Eventualmente, llegaron a la capilla. Era una vista grotesca. Cole había vuelto un conservatorio en el piso más alto de su condominio una pequeña iglesia, completa con seis filas de asientos. En frente del salón había un pequeño y feo escenario con una figura crucificada aún más fea asegurada a la pared tras el altar. A la figura de bronce de un Jesús crucificado le faltaba lo piadoso. Estaba hecha muy pobremente, y parecía un testigo obsceno para una boda.
Relena sólo decía "ohh" y "ahh" por eso. Tocó el espaldar de las bancas con una mano y exclamó por la belleza de las ventanas (las cuales en realidad eran muy bonitas). Se deshizo en atenciones con la alfombra roja entre los asientos. Preguntó sobre la historia de la capilla.
Un delgado y calvo hombrecillo permanecía en el rincón, encorvado en una silla como un saco de patatas. Wufei tuvo que mirar dos veces antes de darse cuenta que el sujeto era un sacerdote, sólo evidente por su cuello blanco. Sus ropas estaban arrugadas y manchadas, y tenía una mirada nerviosa en sus ojos como un conejo cazado. Wufei se preguntó de dónde había sacado Cole esta excusa de líder religioso y qué había usado para convencer al hombre para presidir esta demente ceremonia.
"Y bien?" Cole le preguntó a Relena después de haber respondido sus preguntas y que ella hubiese hecho un lento y lánguido recorrido por el salón. "Estás lista, mi amor?"
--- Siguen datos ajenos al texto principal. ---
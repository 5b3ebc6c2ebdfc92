//! cueclockd - table billing service for snooker and pool halls
//!
//! Entry point: parses arguments, initializes logging, loads configuration
//! and runs the service until a termination signal arrives.

use anyhow::{Context, Result};
use clap::Parser;
use cueclock_config::{TrackerConfig, default_config, load_config};
use cueclock_util::default_config_path;
use cueclockd::Service;
use std::path::{Path, PathBuf};
use tokio::signal::unix::{SignalKind, signal};
use tracing::{info, warn};
use tracing_subscriber::EnvFilter;

/// cueclockd - Table session billing service
#[derive(Parser, Debug)]
#[command(name = "cueclockd")]
#[command(about = "Table session billing service for snooker and pool halls", long_about = None)]
struct Args {
    /// Configuration file path (default: ~/.config/cueclock/config.toml)
    #[arg(short, long, default_value_os_t = default_config_path())]
    config: PathBuf,

    /// Socket path override (or set CUECLOCK_SOCKET env var)
    #[arg(short, long, env = "CUECLOCK_SOCKET")]
    socket: Option<PathBuf>,

    /// Data directory override (or set CUECLOCK_DATA_DIR env var)
    #[arg(short, long, env = "CUECLOCK_DATA_DIR")]
    data_dir: Option<PathBuf>,

    /// Log level
    #[arg(short, long, default_value = "info")]
    log_level: String,
}

fn load_or_default(path: &Path) -> Result<TrackerConfig> {
    if !path.exists() {
        warn!(config_path = %path.display(), "Config file not found, using built-in tables");
        return Ok(default_config());
    }

    let config = load_config(path)
        .with_context(|| format!("Failed to load config from {:?}", path))?;

    info!(
        config_path = %path.display(),
        categories = config.categories.len(),
        tables = config.table_count(),
        "Configuration loaded"
    );

    Ok(config)
}

#[tokio::main]
async fn main() -> Result<()> {
    let args = Args::parse();

    let filter =
        EnvFilter::try_from_default_env().unwrap_or_else(|_| EnvFilter::new(&args.log_level));

    tracing_subscriber::fmt()
        .with_env_filter(filter)
        .with_target(true)
        .init();

    info!(version = env!("CARGO_PKG_VERSION"), "cueclockd starting");

    let config = load_or_default(&args.config)?;

    let socket_path = args
        .socket
        .clone()
        .unwrap_or_else(|| config.service.socket_path.clone());
    let data_dir = args
        .data_dir
        .clone()
        .unwrap_or_else(|| config.service.data_dir.clone());

    let service = Service::new(config, &socket_path, &data_dir).await?;

    let mut sigterm =
        signal(SignalKind::terminate()).context("Failed to create SIGTERM handler")?;
    let mut sigint =
        signal(SignalKind::interrupt()).context("Failed to create SIGINT handler")?;
    let mut sighup = signal(SignalKind::hangup()).context("Failed to create SIGHUP handler")?;

    service
        .run(async move {
            tokio::select! {
                _ = sigterm.recv() => info!("Received SIGTERM, shutting down gracefully"),
                _ = sigint.recv() => info!("Received SIGINT, shutting down gracefully"),
                // Sent when the controlling terminal goes away
                _ = sighup.recv() => info!("Received SIGHUP, shutting down gracefully"),
            }
        })
        .await
}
Él señaló hacia el sacerdote.
Wufei pensó que la sonrisa de Relena podría haberse desvanecido, pero se recuperó momentáneamente y echó hacia atrás su cabello.
"Oh, no todavía. Primero me gustaría ver la…um… suite de la luna de miel. Si está bien."
"Por supuesto!" dijo Cole con un tono que casi era como una indulgencia paternal. Relena le destelló sus dientes y encogió sus hombros en un gesto de femenina sumisión.
Wufei no podía esperar para ver la suite. Ya podía imaginarla.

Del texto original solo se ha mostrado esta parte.